The introduction of cryptocurrencies, such as Bitcoin and Ethereum, has added an ‘intangible’ layer into the considerations taken when dividing property between separated partners.
Pursuant to the Family Law Act 1975 (Cth) ("the Act"), cryptocurrency constitutes a divisible asset available for distribution between separated parties. Notwithstanding this, its definitive classification, valuation and subsequent division between parties is complicated by its volatility and anonymity.
Unlike your stock standard assets, such as real estate or money, cryptocurrency exists solely in digital form, recorded on databases known as ‘blockchains,’ and stored in encrypted wallets. These wallets are generally classified as either ‘hot’ or ‘cold.’

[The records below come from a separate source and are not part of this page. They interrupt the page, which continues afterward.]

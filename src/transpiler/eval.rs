//! Partial evaluator.
//!
//! Reduces an [`Expr`] until every remaining node is either a column reference,
//! a recognized SQL intrinsic or an operator over those. Everything the host can
//! compute (captured variables, arithmetic over constants, host function calls)
//! is folded into [`Expr::Constant`]. Children are visited left to right, so the
//! order constants appear in the reduced tree is the order they are bound.

use std::cmp::Ordering;

use rust_decimal::Decimal;
use tracing::trace;

use crate::ast::{BinaryOp, Expr, Intrinsic, MemberBase, UnaryOp, Value};
use crate::error::{WeaveError, WeaveResult};
use crate::schema::LogicalType;

/// Where an expression appears.
///
/// In predicate position a standalone boolean column means `column = true`.
#[derive(Debug, Clone, Copy, PartialEq, Eq)]
pub enum Position {
    Predicate,
    Value,
}

/// Reduce `expr` to its SQL-translatable form.
pub fn partial_eval(expr: Expr, position: Position) -> WeaveResult<Expr> {
    match expr {
        Expr::Constant(v) => Ok(Expr::Constant(v)),
        Expr::Member { base, name } => member(base, name, position),
        Expr::Unary { op, operand } => unary(op, *operand),
        Expr::Binary { op, lhs, rhs } => binary(op, *lhs, *rhs),
        Expr::Call { callee, args } => {
            if let Some(intrinsic) = callee.intrinsic_tag() {
                let args = eval_all(args)?;
                check_arity(intrinsic, &args)?;
                return Ok(Expr::intrinsic(intrinsic, args));
            }

            let Some(func) = callee.host_fn().cloned() else {
                return Err(WeaveError::unsupported(format!(
                    "call to {}::{} has no SQL translation",
                    callee.declaring, callee.name
                )));
            };

            let args = eval_all(args)?;
            let mut values = Vec::with_capacity(args.len());
            for arg in args {
                match arg {
                    Expr::Constant(v) => values.push(v),
                    _ => {
                        return Err(WeaveError::unsupported(format!(
                            "host call '{}' depends on column values",
                            callee.name
                        )));
                    }
                }
            }

            trace!(name = %callee.name, args = values.len(), "folding host call");
            func(&values)
                .map(Expr::Constant)
                .map_err(|e| WeaveError::host_call(callee.name.clone(), e.to_string()))
        }
        Expr::Tuple(items) => {
            let items = eval_all(items)?;
            if items.iter().all(Expr::is_constant) {
                let values = items
                    .into_iter()
                    .filter_map(|e| match e {
                        Expr::Constant(v) => Some(v),
                        _ => None,
                    })
                    .collect();
                Ok(Expr::Constant(Value::Tuple(values)))
            } else {
                Ok(Expr::Tuple(items))
            }
        }
    }
}

fn eval_all(items: Vec<Expr>) -> WeaveResult<Vec<Expr>> {
    items
        .into_iter()
        .map(|e| partial_eval(e, Position::Value))
        .collect()
}

fn member(base: MemberBase, name: String, position: Position) -> WeaveResult<Expr> {
    match base {
        MemberBase::Entity(entity) => {
            let table = entity.table();
            let Some(field) = table.field(&name) else {
                return Err(WeaveError::unsupported(format!(
                    "'{}' has no column '{}'",
                    table.entity(),
                    name
                )));
            };

            let is_flag = field.ty == LogicalType::Boolean;
            let column = Expr::Member {
                base: MemberBase::Entity(entity),
                name,
            };
            if is_flag && position == Position::Predicate {
                Ok(Expr::binary(BinaryOp::Eq, column, Expr::Constant(Value::Bool(true))))
            } else {
                Ok(column)
            }
        }
        MemberBase::Expr(inner) => match partial_eval(*inner, Position::Value)? {
            Expr::Constant(container) => container
                .field(&name)
                .cloned()
                .map(Expr::Constant)
                .ok_or_else(|| {
                    WeaveError::unsupported(format!(
                        "{} value has no member '{}'",
                        container.kind(),
                        name
                    ))
                }),
            other => Err(WeaveError::unsupported(format!(
                "member '{}' of a non-constant expression {:?}",
                name, other
            ))),
        },
    }
}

A wallet is considered ‘hot’ if it exists online and is accessible via the internet. Conversely, ‘cold’ wallets are stored offline in physical hardware devices, or even as QR codes on a piece of paper. Because cold wallets exist entirely offline, tracing the cryptocurrency contained offline poses challenges in ensuring that full disclosure of the digital asset has been made.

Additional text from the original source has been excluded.